For many smaller teams, you’re likely going to be starting with slapping the logo on a blank and then relying on that brand relationship to carry the purchase. However, as the team gets bigger, the idea of selling a design with a specific purpose means the potential for multiple purchases. Obviously, things expand.
This concept evolves a step further when sponsor space gets introduced, because in some cases, this t-shirt can be really similar to what the players wear as jerseys.
It goes beyond wearing the brand itself to wearing the identity of a player, and this is something people are passionate about. I’ve worked in situations where people were mad that they couldn’t wear the same sponsor logos as the players (because of licensing issues); even though they weren’t paid to wear them, those logos connected them to the real.
A lot of this “progression of style” isn’t exclusive to esports; you’ll find the same cycle in traditional sports, music, or video game branding.
Where we’re seeing esports go further is the adoption of hip-hop/streetwear culture, rather than just styles.
“Streetwear, however, is simply the merchandise associated with an attitude”
— This is Not a T-shirt
If you ask esports fans “who is doing merch the best?”, you’re likely going to get a bunch of “100 Thieves” answers. They have done a great job in producing merch that carries cultural weight; that’s extremely hard to do, and many brands are looking to do that without knowing exactly how.
Being successful there means knowing your brand’s values and principles, and being able to distil them down into an easy-communicable form.
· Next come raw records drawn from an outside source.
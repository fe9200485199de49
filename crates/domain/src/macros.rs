//! Macro for implementing Display and FromStr for status enums
//!
//! Status enums travel through logs, metrics labels and collaborator calls as
//! plain strings. The macro keeps both directions of that conversion in one
//! place with case-insensitive parsing.
//!
//! # Example
//!
//! ```rust
//! use postgate_domain::impl_domain_status_conversions;
//!
//! #[derive(Debug, Clone, Copy, PartialEq, Eq)]
//! pub enum DeliveryStatus {
//!     Queued,
//!     Delivered,
//! }
//!
//! impl_domain_status_conversions!(DeliveryStatus {
//!     Queued => "queued",
//!     Delivered => "delivered",
//! });
//! ```

/// Implements Display and FromStr traits for status enums
///
/// This macro generates:
/// - Display trait: converts enum variants to their mapped strings
/// - FromStr trait: parses case-insensitive strings to enum variants
#[macro_export]
macro_rules! impl_domain_status_conversions {
    ($enum_name:ident { $($variant:ident => $str:expr),+ $(,)? }) => {
        impl std::fmt::Display for $enum_name {
            fn fmt(&self, f: &mut std::fmt::Formatter<'_>) -> std::fmt::Result {
                match self {
                    $(Self::$variant => write!(f, $str),)+
                }
            }
        }

        impl std::str::FromStr for $enum_name {
            type Err = String;

            fn from_str(s: &str) -> Result<Self, Self::Err> {
                match s.to_lowercase().as_str() {
                    $($str => Ok(Self::$variant),)+
                    _ => Err(format!("Invalid {}: {}", stringify!($enum_name), s)),
                }
            }
        }
    };
}
//! Error classification shared by the resilience layer
//!
//! Module-specific errors (`StoreError`, `MetricsError`, the limiter and
//! breaker configuration errors) stay local to their modules. Errors that can
//! fail for transient reasons implement [`ErrorClassification`] so callers can
//! decide whether to retry without matching on concrete variants.
//!
//! # Example
//!
//! ```rust
//! use postgate_common::{ErrorClassification, ErrorSeverity, StoreError};
//!
//! let err = StoreError::Unavailable("connection refused".to_string());
//! assert!(err.is_retryable());
//! assert_eq!(err.severity(), ErrorSeverity::Warning);
//! assert_eq!(err.retry_after(), None);
//! ```

use std::fmt;
use std::time::Duration;

/// Standard interface for classifying errors by their characteristics
pub trait ErrorClassification {
    /// Transient failures that may succeed if attempted again
    fn is_retryable(&self) -> bool;

    /// Used for monitoring and logging decisions
    fn severity(&self) -> ErrorSeverity;

    fn is_critical(&self) -> bool;

    /// Suggested delay before retrying, when the failure carried one
    fn retry_after(&self) -> Option<Duration>;
}

/// Error severity levels for monitoring and alerting
#[derive(Debug, Clone, Copy, PartialEq, Eq, PartialOrd, Ord)]
pub enum ErrorSeverity {
    Info,
    Warning,
    Error,
    Critical,
}

impl fmt::Display for ErrorSeverity {
    fn fmt(&self, f: &mut fmt::Formatter<'_>) -> fmt::Result {
        match self {
            Self::Info => write!(f, "INFO"),
            Self::Warning => write!(f, "WARN"),
            Self::Error => write!(f, "ERROR"),
            Self::Critical => write!(f, "CRITICAL"),
        }
    }
}

#[cfg(test)]
mod tests {
    use super::*;

    #[test]
    fn test_severity_ordering() {
        assert!(ErrorSeverity::Info < ErrorSeverity::Warning);
        assert!(ErrorSeverity::Warning < ErrorSeverity::Error);
        assert!(ErrorSeverity::Error < ErrorSeverity::Critical);
    }

    #[test]
    fn test_severity_display() {
        assert_eq!(ErrorSeverity::Warning.to_string(), "WARN");
        assert_eq!(ErrorSeverity::Critical.to_string(), "CRITICAL");
    }
}
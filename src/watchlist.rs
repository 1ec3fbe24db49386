use crate::model::{EnrichedItem, ItemId};
use crate::persist::write_blob;
use crate::store::BlobStore;
use serde::Serialize;
use std::collections::BTreeSet;
use tracing::warn;

pub const WATCHLIST_KEY: &str = "ge_scanner/favorites";

#[derive(Debug, Clone, Default, PartialEq, Eq)]
pub struct Watchlist {
    ids: BTreeSet<ItemId>,
}

#[derive(Debug, Clone, Copy, Default, PartialEq, Serialize)]
pub struct WatchSummary {
    pub tracked: usize,
    pub total_net_margin: f64,
    pub avg_roi: f64,
}

impl Watchlist {
    pub fn load(store: &dyn BlobStore) -> Self {
        let raw = match store.get(WATCHLIST_KEY) {
            Ok(Some(raw)) => raw,
            Ok(None) => return Watchlist::default(),
            Err(e) => {
                warn!(error = %e, "could not read watchlist");
                return Watchlist::default();
            }
        };
        match serde_json::from_str::<Vec<ItemId>>(&raw) {
            Ok(ids) => Watchlist {
                ids: ids.into_iter().collect(),
            },
            Err(e) => {
                warn!(error = %e, "discarding malformed watchlist");
                Watchlist::default()
            }
        }
    }

    pub fn save(&self, store: &mut dyn BlobStore) -> bool {
        let ids: Vec<ItemId> = self.ids.iter().copied().collect();
        match serde_json::to_string(&ids) {
            Ok(json) => write_blob(store, WATCHLIST_KEY, &json),
            Err(e) => {
                warn!(error = %e, "could not encode watchlist");
                false
            }
        }
    }

    /// Returns whether the id is tracked after the toggle.
    pub fn toggle(&mut self, id: ItemId) -> bool {
        if self.ids.remove(&id) {
            false
        } else {
            self.ids.insert(id);
            true
        }
    }

    pub fn contains(&self, id: ItemId) -> bool {
        self.ids.contains(&id)
    }

    pub fn iter(&self) -> impl Iterator<Item = ItemId> + '_ {
        self.ids.iter().copied()
    }

    pub fn len(&self) -> usize {
        self.ids.len()
    }

    pub fn is_empty(&self) -> bool {
        self.ids.is_empty()
    }

    pub fn summary(&self, items: &[EnrichedItem]) -> WatchSummary {
        let tracked: Vec<&EnrichedItem> = items.iter().filter(|e| self.contains(e.item.id)).collect();
        if tracked.is_empty() {
            return WatchSummary::default();
        }
        let total_net_margin = tracked.iter().map(|e| e.metrics.net_margin).sum();
        let avg_roi = tracked.iter().map(|e| e.metrics.roi).sum::<f64>() / tracked.len() as f64;
        WatchSummary {
            tracked: tracked.len(),
            total_net_margin,
            avg_roi,
        }
    }
}
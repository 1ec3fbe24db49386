use crate::config::ScannerConfig;
use crate::model::{ItemMapping, Metrics, Quote, Tier, Volume24h};

/// Grand Exchange sale tax: 1% of the sell price, floored, capped per item.
pub const TAX_RATE: f64 = 0.01;
pub const TAX_CAP: f64 = 5_000_000.0;

pub fn sale_tax(sell: f64) -> f64 {
    if !sell.is_finite() || sell <= 0.0 {
        return 0.0;
    }
    (sell * TAX_RATE).floor().min(TAX_CAP)
}

pub fn compute_metrics(
    item: &ItemMapping,
    quote: &Quote,
    volume: Option<&Volume24h>,
    config: &ScannerConfig,
) -> Metrics {
    if !quote.is_finite() || quote.high <= 0.0 || quote.low <= 0.0 {
        return Metrics::default();
    }
    if let Some(v) = volume {
        if !v.high_volume.is_finite() || !v.low_volume.is_finite() {
            return Metrics::default();
        }
    }

    let buy = quote.low;
    let sell = quote.high;

    let tax = sale_tax(sell);
    let gross_margin = sell - buy;
    let net_margin = (gross_margin - tax).max(0.0);
    let roi = (net_margin / buy) * 100.0;

    let midpoint = (sell + buy) / 2.0;
    let volatility_score = if midpoint > 0.0 {
        (gross_margin / midpoint) * 100.0
    } else {
        0.0
    };

    // Wider spreads assume worse fills. Past roughly a 9.5% spread slippage
    // exceeds 1 and the effective margin goes negative.
    let slippage = config.base_slippage + volatility_score * config.slippage_per_volatility;
    let effective_net_margin = net_margin * (1.0 - slippage);

    let volume_24h = volume.map(Volume24h::total).unwrap_or(0.0);
    let effective_volume = volume_24h.min(item.trade_limit() * config.volume_cap_hours);

    let potential_profit = effective_net_margin * effective_volume;
    let profit_per_hour = potential_profit / 24.0;

    Metrics {
        tax,
        gross_margin,
        net_margin,
        roi,
        volatility_score,
        slippage,
        effective_net_margin,
        volume_24h,
        effective_volume,
        potential_profit,
        profit_per_hour,
    }
}

pub fn tier(metrics: &Metrics) -> Tier {
    let net = metrics.net_margin;
    let roi = metrics.roi;
    if net <= 0.0 {
        Tier::NoMargin
    } else if roi > 35.0 || net > 5_000_000.0 {
        Tier::Diamond
    } else if roi > 20.0 || net > 1_000_000.0 {
        Tier::Gold
    } else if roi > 8.0 || net > 200_000.0 {
        Tier::Green
    } else {
        Tier::Normal
    }
}

#[cfg(test)]
mod tests {
    use super::*;

    fn item(limit: u32) -> ItemMapping {
        ItemMapping {
            id: 1,
            name: "Test item".into(),
            limit: Some(limit),
            ..Default::default()
        }
    }

    #[test]
    fn tax_is_one_percent_floored() {
        assert_eq!(sale_tax(100_000.0), 1_000.0);
        assert_eq!(sale_tax(120.0), 1.0);
        assert_eq!(sale_tax(99.0), 0.0);
    }

    #[test]
    fn tax_caps_at_five_million() {
        assert_eq!(sale_tax(600_000_000.0), 5_000_000.0);
        assert_eq!(sale_tax(2_000_000_000.0), 5_000_000.0);
    }

    #[test]
    fn small_item_scenario() {
        let cfg = ScannerConfig::default();
        let volume = Volume24h {
            high_volume: 200.0,
            low_volume: 200.0,
        };
        let m = compute_metrics(&item(1000), &Quote::new(120.0, 100.0), Some(&volume), &cfg);
        assert_eq!(m.tax, 1.0);
        assert_eq!(m.gross_margin, 20.0);
        assert_eq!(m.net_margin, 19.0);
        assert!((m.roi - 19.0).abs() < 1e-12);
        assert_eq!(m.volume_24h, 400.0);
        assert_eq!(m.effective_volume, 400.0);
        assert!((m.volatility_score - 20.0 / 110.0 * 100.0).abs() < 1e-9);
    }

    #[test]
    fn expensive_item_tax_is_capped() {
        let cfg = ScannerConfig::default();
        let m = compute_metrics(&item(8), &Quote::new(600_000_000.0, 580_000_000.0), None, &cfg);
        assert_eq!(m.tax, 5_000_000.0);
        let m = compute_metrics(&item(8), &Quote::new(900_000_000.0, 580_000_000.0), None, &cfg);
        assert_eq!(m.tax, 5_000_000.0);
    }

    #[test]
    fn zero_side_returns_zero_metrics() {
        let cfg = ScannerConfig::default();
        let m = compute_metrics(&item(100), &Quote::new(0.0, 500.0), None, &cfg);
        assert_eq!(m, Metrics::default());
        let m = compute_metrics(&item(100), &Quote::new(500.0, 0.0), None, &cfg);
        assert_eq!(m, Metrics::default());
    }

    #[test]
    fn non_finite_inputs_short_circuit() {
        let cfg = ScannerConfig::default();
        let m = compute_metrics(&item(100), &Quote::new(f64::NAN, 500.0), None, &cfg);
        assert_eq!(m, Metrics::default());
        let m = compute_metrics(&item(100), &Quote::new(f64::INFINITY, 500.0), None, &cfg);
        assert_eq!(m, Metrics::default());
        let bad_volume = Volume24h {
            high_volume: f64::NAN,
            low_volume: 1.0,
        };
        let m = compute_metrics(&item(100), &Quote::new(600.0, 500.0), Some(&bad_volume), &cfg);
        assert_eq!(m, Metrics::default());
    }

    #[test]
    fn volume_capped_by_trade_limit() {
        let cfg = ScannerConfig::default();
        let volume = Volume24h {
            high_volume: 50_000.0,
            low_volume: 50_000.0,
        };
        let m = compute_metrics(&item(100), &Quote::new(10_300.0, 10_000.0), Some(&volume), &cfg);
        assert_eq!(m.effective_volume, 2_400.0);
        assert_eq!(m.net_margin, 197.0);
        assert!(m.effective_net_margin > 0.0 && m.effective_net_margin < 197.0);
        assert!((m.potential_profit - m.effective_net_margin * 2_400.0).abs() < 1e-9);
        assert!((m.profit_per_hour - m.potential_profit / 24.0).abs() < 1e-9);
    }

    #[test]
    fn missing_volume_means_no_potential() {
        let cfg = ScannerConfig::default();
        let m = compute_metrics(&item(100), &Quote::new(1_100.0, 1_000.0), None, &cfg);
        assert!(m.net_margin > 0.0);
        assert_eq!(m.potential_profit, 0.0);
    }

    #[test]
    fn slippage_grows_with_spread_volatility() {
        let cfg = ScannerConfig::default();
        let volume = Volume24h {
            high_volume: 200.0,
            low_volume: 200.0,
        };
        let m = compute_metrics(&item(1000), &Quote::new(120.0, 100.0), Some(&volume), &cfg);
        let expected = 0.05 + (20.0 / 110.0 * 100.0) * 0.1;
        assert!((m.slippage - expected).abs() < 1e-12);
        assert!((m.effective_net_margin - 19.0 * (1.0 - expected)).abs() < 1e-9);
        assert!(m.effective_net_margin < 0.0);
        assert!((m.potential_profit - m.effective_net_margin * 400.0).abs() < 1e-9);
        assert!(m.potential_profit < -6_000.0);

        let m = compute_metrics(&item(100), &Quote::new(1_000.2, 1_000.0), None, &cfg);
        assert!(m.slippage > 0.05 && m.slippage < 0.06);
    }

    #[test]
    fn inverted_quote_has_no_net_margin() {
        let cfg = ScannerConfig::default();
        let m = compute_metrics(&item(100), &Quote::new(90.0, 100.0), None, &cfg);
        assert_eq!(m.net_margin, 0.0);
        assert_eq!(m.roi, 0.0);
        assert_eq!(tier(&m), Tier::NoMargin);
    }

    #[test]
    fn tiers_follow_roi_and_net() {
        let with = |net_margin: f64, roi: f64| Metrics {
            net_margin,
            roi,
            ..Default::default()
        };
        assert_eq!(tier(&with(10.0, 40.0)), Tier::Diamond);
        assert_eq!(tier(&with(6_000_000.0, 1.0)), Tier::Diamond);
        assert_eq!(tier(&with(10.0, 25.0)), Tier::Gold);
        assert_eq!(tier(&with(300_000.0, 1.0)), Tier::Green);
        assert_eq!(tier(&with(10.0, 2.0)), Tier::Normal);
    }
}
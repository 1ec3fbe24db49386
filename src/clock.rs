use std::sync::atomic::{AtomicU64, Ordering};
use std::sync::Arc;
use std::time::{SystemTime, UNIX_EPOCH};

pub trait Clock: Send + Sync {
    fn now_ms(&self) -> u64;
}

#[derive(Debug, Clone, Copy, Default)]
pub struct SystemClock;

impl Clock for SystemClock {
    fn now_ms(&self) -> u64 {
        SystemTime::now()
            .duration_since(UNIX_EPOCH)
            .map(|d| d.as_millis() as u64)
            .unwrap_or(0)
    }
}

/// Virtual clock advanced by hand, for driving debounced work in tests.
#[derive(Debug, Default)]
pub struct ManualClock {
    now: AtomicU64,
}

impl ManualClock {
    pub fn new(start_ms: u64) -> Self {
        ManualClock {
            now: AtomicU64::new(start_ms),
        }
    }

    pub fn advance(&self, ms: u64) {
        self.now.fetch_add(ms, Ordering::SeqCst);
    }

    pub fn set(&self, ms: u64) {
        self.now.store(ms, Ordering::SeqCst);
    }
}

impl Clock for ManualClock {
    fn now_ms(&self) -> u64 {
        self.now.load(Ordering::SeqCst)
    }
}

impl<C: Clock + ?Sized> Clock for Arc<C> {
    fn now_ms(&self) -> u64 {
        (**self).now_ms()
    }
}
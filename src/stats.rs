use crate::buffer::SnapshotBuffer;
use crate::model::{AggregateSummary, ItemId, Snapshot};
use serde::{Deserialize, Serialize};
use statrs::statistics::{Data, OrderStatistics, Statistics};
use std::collections::HashMap;
use tracing::warn;

const MEAN_EPSILON: f64 = 1e-6;

/// Running count / sum / sum-of-squares that supports O(1) add and remove.
#[derive(Debug, Clone, Copy, Default, PartialEq, Serialize, Deserialize)]
pub struct NumericAggregate {
    pub count: u64,
    pub sum: f64,
    pub sum_squares: f64,
    pub last_value: f64,
}

#[derive(Debug, Clone, Copy, PartialEq, Eq)]
pub enum Removal {
    Applied,
    Drained,
    /// Removal hit an empty aggregate or an invalid value, or left sums that
    /// can't describe the remaining values.
    Reset,
}

fn valid(value: f64) -> bool {
    value.is_finite() && value > 0.0
}

impl NumericAggregate {
    pub fn add(&mut self, value: f64) {
        if !valid(value) {
            return;
        }
        self.count += 1;
        self.sum += value;
        self.sum_squares += value * value;
        self.last_value = value;
    }

    pub fn remove(&mut self, value: f64) -> Removal {
        if self.count == 0 || !valid(value) {
            self.reset();
            return Removal::Reset;
        }
        self.count -= 1;
        self.sum -= value;
        self.sum_squares -= value * value;

        if self.count == 0 {
            self.reset();
            Removal::Drained
        } else if self.drifted() {
            self.reset();
            Removal::Reset
        } else {
            Removal::Applied
        }
    }

    // Every retained value is positive, so a live sum must be too.
    fn drifted(&self) -> bool {
        !self.sum.is_finite()
            || !self.sum_squares.is_finite()
            || self.sum <= 0.0
            || self.sum_squares < 0.0
    }

    pub fn reset(&mut self) {
        *self = NumericAggregate::default();
    }

    pub fn is_empty(&self) -> bool {
        self.count == 0
    }

    pub fn mean(&self) -> f64 {
        if self.count > 0 {
            self.sum / self.count as f64
        } else {
            0.0
        }
    }

    /// Sample standard deviation. Variance is clamped at zero so drift from
    /// repeated removes can never surface as NaN.
    pub fn std_dev(&self) -> f64 {
        if self.count < 2 {
            return 0.0;
        }
        let n = self.count as f64;
        let variance = (self.sum_squares - self.sum * self.sum / n) / (n - 1.0);
        variance.max(0.0).sqrt()
    }

    pub fn volatility_percent(&self) -> f64 {
        let mean = self.mean();
        if mean > MEAN_EPSILON {
            (self.std_dev() / mean) * 100.0
        } else {
            0.0
        }
    }

    pub fn summary(&self) -> AggregateSummary {
        AggregateSummary {
            count: self.count,
            mean: self.mean(),
            std_dev: self.std_dev(),
            volatility: self.volatility_percent(),
        }
    }

    pub fn approx_eq(&self, other: &NumericAggregate, tolerance: f64) -> bool {
        self.count == other.count
            && close(self.sum, other.sum, tolerance)
            && close(self.sum_squares, other.sum_squares, tolerance)
    }
}

fn close(a: f64, b: f64, tolerance: f64) -> bool {
    (a - b).abs() <= tolerance * a.abs().max(b.abs()).max(1.0)
}

#[derive(Debug, Clone, Default)]
pub struct AggregateIndex {
    entries: HashMap<ItemId, NumericAggregate>,
}

impl AggregateIndex {
    pub fn new() -> Self {
        Self::default()
    }

    pub fn from_entries(entries: HashMap<ItemId, NumericAggregate>) -> Self {
        AggregateIndex { entries }
    }

    pub fn rebuild(buffer: &SnapshotBuffer) -> Self {
        let mut index = AggregateIndex::new();
        for snap in buffer.iter_oldest_first() {
            index.apply_insert(snap);
        }
        index
    }

    /// Returns the number of items whose aggregate received a value.
    pub fn apply_insert(&mut self, snapshot: &Snapshot) -> usize {
        let mut updated = 0;
        for (id, mid) in snapshot.mids() {
            self.entries.entry(id).or_default().add(mid);
            updated += 1;
        }
        updated
    }

    pub fn apply_evict(&mut self, snapshot: &Snapshot) {
        for (id, mid) in snapshot.mids() {
            let agg = self.entries.entry(id).or_default();
            let was_empty = agg.is_empty();
            if agg.remove(mid) == Removal::Reset {
                warn!(
                    item_id = id,
                    mid,
                    was_empty,
                    taken_at = snapshot.taken_at,
                    "aggregate drifted on eviction, reset to zero"
                );
            }
        }
    }

    pub fn get(&self, id: ItemId) -> Option<&NumericAggregate> {
        self.entries.get(&id)
    }

    pub fn summary(&self, id: ItemId) -> Option<AggregateSummary> {
        self.entries.get(&id).map(NumericAggregate::summary)
    }

    pub fn volatility(&self, id: ItemId) -> f64 {
        self.entries
            .get(&id)
            .map(NumericAggregate::volatility_percent)
            .unwrap_or(0.0)
    }

    pub fn len(&self) -> usize {
        self.entries.len()
    }

    pub fn is_empty(&self) -> bool {
        self.entries.values().all(NumericAggregate::is_empty)
    }

    pub fn entries(&self) -> &HashMap<ItemId, NumericAggregate> {
        &self.entries
    }

    pub fn approx_eq(&self, other: &AggregateIndex, tolerance: f64) -> bool {
        let empty = NumericAggregate::default();
        let one_way = |a: &AggregateIndex, b: &AggregateIndex| {
            a.entries
                .iter()
                .all(|(id, agg)| agg.approx_eq(b.entries.get(id).unwrap_or(&empty), tolerance))
        };
        one_way(self, other) && one_way(other, self)
    }
}

#[derive(Debug, Clone, Default, PartialEq, Serialize)]
pub struct ItemHistory {
    pub item_id: ItemId,
    /// (taken_at, mid), oldest first.
    pub points: Vec<(i64, f64)>,
    pub min: f64,
    pub max: f64,
    pub q10: f64,
    pub q50: f64,
    pub q90: f64,
    pub std_dev: f64,
    /// Price change per unit of `taken_at`.
    pub trend: f64,
}

pub fn item_history(buffer: &SnapshotBuffer, item_id: ItemId) -> ItemHistory {
    let points: Vec<(i64, f64)> = buffer
        .iter_oldest_first()
        .filter_map(|snap| {
            snap.quotes
                .get(&item_id)
                .and_then(|q| q.mid())
                .map(|m| (snap.taken_at, m))
        })
        .collect();

    if points.is_empty() {
        return ItemHistory {
            item_id,
            ..Default::default()
        };
    }

    let prices: Vec<f64> = points.iter().map(|(_, p)| *p).collect();
    let std_dev = if prices.len() > 1 {
        prices.iter().std_dev()
    } else {
        0.0
    };
    let trend = slope_over_time(&points);
    let min = prices.iter().copied().fold(f64::INFINITY, f64::min);
    let max = prices.iter().copied().fold(f64::NEG_INFINITY, f64::max);

    let mut data = Data::new(prices);
    ItemHistory {
        item_id,
        min,
        max,
        q10: data.quantile(0.10),
        q50: data.quantile(0.50),
        q90: data.quantile(0.90),
        std_dev,
        trend,
        points,
    }
}

fn slope_over_time(points: &[(i64, f64)]) -> f64 {
    if points.len() < 2 {
        return 0.0;
    }
    let n = points.len() as f64;
    let t_mean = points.iter().map(|(t, _)| *t as f64).sum::<f64>() / n;
    let p_mean = points.iter().map(|(_, p)| p).sum::<f64>() / n;

    let (covariance, spread) = points.iter().fold((0.0, 0.0), |(cov, var), (t, p)| {
        let dt = *t as f64 - t_mean;
        (cov + dt * (p - p_mean), var + dt * dt)
    });

    if spread > 0.0 {
        covariance / spread
    } else {
        0.0
    }
}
Without accessing any internal documents (which I’d hope would exist), I would say that I perceive 100T to be about being stylish, fashionable, chasing trends (or being ahead of them) and showing the uniqueness of the owner through what they’re wearing.
They are the “cool” flavor of gaming fan; they represent the emergence of gaming as a mainstream fixture, and the evolution away from the “nerds in the basement” stereotype. They aren’t just playing games, but they’re crushing it to the point where they’re winning championships and making mad money. They want you along for the ride.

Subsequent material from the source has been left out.